▶ About this exercise:
Count the lines below that contain the word "false", and give only that number.

▶ Data supplied:
··········

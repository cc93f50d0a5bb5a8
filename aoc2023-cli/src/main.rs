//! aoc2023 - run the Advent of Code 2023 solvers against input files

mod cli;
mod config;
mod error;
mod executor;
mod input;
mod output;

use clap::Parser;
use cli::Args;
use config::Config;
use error::CliError;
use executor::Executor;
use output::OutputFormatter;
use tracing_subscriber::prelude::*;
use tracing_subscriber::{EnvFilter, fmt};

fn main() {
    let args = Args::parse();

    if let Err(e) = run(args) {
        eprintln!("Error: {e}");
        std::process::exit(1);
    }
}

/// Logs go to stderr; `RUST_LOG` wins over `-v`.
fn init_tracing(verbosity: u8) {
    let level = match verbosity {
        0 => "info",
        1 => "debug",
        _ => "trace",
    };
    let filter = EnvFilter::try_from_default_env().unwrap_or_else(|_| EnvFilter::new(level));
    tracing_subscriber::registry()
        .with(filter)
        .with(fmt::layer().with_target(false).with_writer(std::io::stderr))
        .init();
}

fn run(args: Args) -> Result<(), CliError> {
    let config = Config::from_args(args)?;
    init_tracing(config.verbosity);
    tracing::debug!(?config, "resolved configuration");

    let executor = Executor::new(config.registry()?, &config);
    let work_items = executor.collect_work_items();
    if work_items.is_empty() {
        println!("No solvers found matching the specified filters.");
        return Ok(());
    }
    let missing = executor.missing_inputs(&work_items);
    if !missing.is_empty() {
        eprintln!("Missing {} input file(s):", missing.len());
        for path in &missing {
            eprintln!("  - {}", path.display());
        }
    }
    if !config.quiet {
        println!(
            "Running {} day(s) from {}...",
            work_items.len(),
            config.input_dir.display()
        );
    }

    let formatter = OutputFormatter::new(config.quiet);
    let (tx, rx) = std::sync::mpsc::channel();
    let results = std::thread::scope(|s| {
        let handle = s.spawn(|| executor.execute(tx));
        let mut results = Vec::new();
        for result in rx {
            formatter.print_result(&result);
            results.push(result);
        }
        handle
            .join()
            .map_err(|_| CliError::Config("executor thread panicked".to_string()))?
            .map_err(CliError::Executor)?;
        Ok::<_, CliError>(results)
    })?;

    formatter.print_summary(&results);

    if let (Some(expected), [result]) = (&config.expect, results.as_slice())
        && !formatter.check_expected(expected, result)
        && let Ok(actual) = &result.answer
    {
        return Err(CliError::Mismatch {
            expected: expected.clone(),
            actual: actual.clone(),
        });
    }

    match results.iter().filter(|r| r.answer.is_err()).count() {
        0 => Ok(()),
        failed => Err(CliError::Failed(failed)),
    }
}
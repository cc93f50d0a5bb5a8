//! Day 2: Cube Conundrum

use anyhow::{anyhow, bail, Context};
use aoc_solver::{AocParser, ParseError, PartSolver, SolveError};
use aoc_solver_macros::AocSolver;
use tracing::debug;

#[derive(AocSolver)]
#[aoc_solver(max_parts = 2)]
pub struct Solver;

/// Cubes of each colour shown in one handful.
#[derive(Debug, Default, Clone, Copy, PartialEq, Eq)]
pub struct Cubes {
    red: u32,
    green: u32,
    blue: u32,
}

impl Cubes {
    fn max(self, other: Cubes) -> Cubes {
        Cubes {
            red: self.red.max(other.red),
            green: self.green.max(other.green),
            blue: self.blue.max(other.blue),
        }
    }

    fn fits_in(self, bag: Cubes) -> bool {
        self.red <= bag.red && self.green <= bag.green && self.blue <= bag.blue
    }

    fn power(self) -> u32 {
        self.red * self.green * self.blue
    }
}

#[derive(Debug)]
pub struct Game {
    id: u32,
    /// Per-colour maximum over every handful
    minimum_bag: Cubes,
}

const BAG: Cubes = Cubes {
    red: 12,
    green: 13,
    blue: 14,
};

fn parse_handful(text: &str) -> anyhow::Result<Cubes> {
    let mut cubes = Cubes::default();
    for entry in text.split(',') {
        let (count, colour) = entry
            .trim()
            .split_once(' ')
            .ok_or_else(|| anyhow!("expected '<count> <colour>', got {entry:?}"))?;
        let count: u32 = count.parse().context("cube count")?;
        match colour {
            "red" => cubes.red += count,
            "green" => cubes.green += count,
            "blue" => cubes.blue += count,
            other => bail!("unknown colour {other:?}"),
        }
    }
    Ok(cubes)
}

fn parse_game(line: &str) -> anyhow::Result<Game> {
    let (header, handfuls) = line
        .split_once(':')
        .ok_or_else(|| anyhow!("missing ':'"))?;
    let id = header
        .strip_prefix("Game ")
        .ok_or_else(|| anyhow!("expected 'Game <id>'"))?
        .parse()
        .context("game id")?;
    let minimum_bag = handfuls
        .split(';')
        .map(parse_handful)
        .try_fold(Cubes::default(), |acc, cubes| cubes.map(|c| acc.max(c)))?;
    Ok(Game { id, minimum_bag })
}

impl AocParser for Solver {
    type SharedData<'a> = Vec<Game>;

    fn parse<'a>(input: &'a str) -> Result<Self::SharedData<'a>, ParseError> {
        input
            .lines()
            .enumerate()
            .filter(|(_, line)| !line.trim().is_empty())
            .map(|(i, line)| {
                parse_game(line).map_err(|e| ParseError::at_line(i, format!("{e:#}")))
            })
            .collect()
    }
}

impl PartSolver<1> for Solver {
    fn solve(shared: &mut Self::SharedData<'_>) -> Result<String, SolveError> {
        let sum: u32 = shared
            .iter()
            .filter(|game| game.minimum_bag.fits_in(BAG))
            .inspect(|game| debug!(id = game.id, "possible game"))
            .map(|game| game.id)
            .sum();
        Ok(sum.to_string())
    }
}

impl PartSolver<2> for Solver {
    fn solve(shared: &mut Self::SharedData<'_>) -> Result<String, SolveError> {
        let sum: u32 = shared.iter().map(|game| game.minimum_bag.power()).sum();
        Ok(sum.to_string())
    }
}

#[cfg(test)]
mod tests {
    use super::*;
    use aoc_solver::Solver as _;

    const SAMPLE: &str = "\
Game 1: 3 blue, 4 red; 1 red, 2 green, 6 blue; 2 green
Game 2: 1 blue, 2 green; 3 green, 4 blue, 1 red; 1 green, 1 blue
Game 3: 8 green, 6 blue, 20 red; 5 blue, 4 red, 13 green; 5 green, 1 red
Game 4: 1 green, 3 red, 6 blue; 3 green, 6 red; 3 green, 15 blue, 14 red
Game 5: 6 red, 1 blue, 3 green; 2 blue, 1 red, 2 green
";

    #[test]
    fn sample() {
        let mut shared = Solver::parse(SAMPLE).unwrap();
        assert_eq!(Solver::solve_part(&mut shared, 1).unwrap(), "8");
        assert_eq!(Solver::solve_part(&mut shared, 2).unwrap(), "2286");
    }

    #[test]
    fn minimum_bag_of_first_game() {
        let game = parse_game("Game 1: 3 blue, 4 red; 1 red, 2 green, 6 blue; 2 green").unwrap();
        assert_eq!(
            game.minimum_bag,
            Cubes {
                red: 4,
                green: 2,
                blue: 6
            }
        );
    }

    #[test]
    fn unknown_colour_is_a_line_error() {
        let err = Solver::parse("Game 1: 3 blue\nGame 2: 1 purple").unwrap_err();
        assert!(matches!(err, ParseError::InvalidLine { line: 2, .. }));
    }
}
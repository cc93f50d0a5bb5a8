//! Advent of Code 2023 solutions
//!
//! Every day lives in [`year_2023`] as a `Solver` built on the
//! `aoc-solver` traits. [`registry`] collects all of them for the runner.
//!
//! ```
//! let registry = aoc2023::registry().unwrap();
//! assert_eq!(registry.len(), 25);
//!
//! let mut solver = registry.create_solver(9, "0 3 6 9 12 15").unwrap();
//! assert_eq!(solver.solve(1).unwrap().answer, "18");
//! assert_eq!(solver.solve(2).unwrap().answer, "-3");
//! ```

use aoc_solver::{RegistrationError, RegistryBuilder, Solver, SolverRegistry};

pub mod utils;
pub mod year_2023;

/// Event year served by this crate
pub const YEAR: u16 = 2023;

/// Registry with a solver for every day of the event.
pub fn registry() -> Result<SolverRegistry, RegistrationError> {
    build(false)
}

/// Like [`registry`], but days whose answers depend on puzzle parameters
/// (11, 21 and 24) use the values from the published examples.
pub fn sample_registry() -> Result<SolverRegistry, RegistrationError> {
    build(true)
}

/// Register `S` for `day` on sample runs, `P` otherwise.
fn register_either<P, S>(
    builder: RegistryBuilder,
    day: u8,
    sample: bool,
) -> Result<RegistryBuilder, RegistrationError>
where
    P: Solver + 'static,
    S: Solver + 'static,
{
    if sample {
        builder.register_solver::<S>(day)
    } else {
        builder.register_solver::<P>(day)
    }
}

fn build(sample: bool) -> Result<SolverRegistry, RegistrationError> {
    use year_2023::*;

    let builder = RegistryBuilder::new(YEAR)
        .register_solver::<day_1::Solver>(1)?
        .register_solver::<day_2::Solver>(2)?
        .register_solver::<day_3::Solver>(3)?
        .register_solver::<day_4::Solver>(4)?
        .register_solver::<day_5::Solver>(5)?
        .register_solver::<day_6::Solver>(6)?
        .register_solver::<day_7::Solver>(7)?
        .register_solver::<day_8::Solver>(8)?
        .register_solver::<day_9::Solver>(9)?
        .register_solver::<day_10::Solver>(10)?;
    let builder = register_either::<day_11::Solver, day_11::SampleSolver>(builder, 11, sample)?
        .register_solver::<day_12::Solver>(12)?
        .register_solver::<day_13::Solver>(13)?
        .register_solver::<day_14::Solver>(14)?
        .register_solver::<day_15::Solver>(15)?
        .register_solver::<day_16::Solver>(16)?
        .register_solver::<day_17::Solver>(17)?
        .register_solver::<day_18::Solver>(18)?
        .register_solver::<day_19::Solver>(19)?
        .register_solver::<day_20::Solver>(20)?;
    let builder = register_either::<day_21::Solver, day_21::SampleSolver>(builder, 21, sample)?
        .register_solver::<day_22::Solver>(22)?
        .register_solver::<day_23::Solver>(23)?;
    let builder = register_either::<day_24::Solver, day_24::SampleSolver>(builder, 24, sample)?
        .register_solver::<day_25::Solver>(25)?;
    Ok(builder.build())
}

#[cfg(test)]
mod tests {
    use super::*;

    #[test]
    fn every_day_is_registered() {
        let registry = registry().unwrap();
        assert_eq!(registry.year(), YEAR);
        let days: Vec<u8> = registry.iter_info().map(|info| info.day).collect();
        assert_eq!(days, (1..=25).collect::<Vec<u8>>());
        assert_eq!(registry.info(25).map(|info| info.parts), Some(1));
        assert_eq!(registry.info(24).map(|info| info.parts), Some(2));
    }

    #[test]
    fn sample_registry_uses_example_parameters() {
        let input = "\
19, 13, 30 @ -2,  1, -2
18, 19, 22 @ -1, -1, -2
20, 25, 34 @ -2, -2, -4
12, 31, 28 @ -1, -2, -1
20, 19, 15 @  1, -5, -3
";
        let sample = sample_registry().unwrap();
        assert_eq!(sample.len(), 25);
        let mut solver = sample.create_solver(24, input).unwrap();
        assert_eq!(solver.solve(1).unwrap().answer, "2");

        let mut solver = registry().unwrap().create_solver(24, input).unwrap();
        assert_eq!(solver.solve(1).unwrap().answer, "0");
    }
}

··········

▶ Answer to the exercise:
2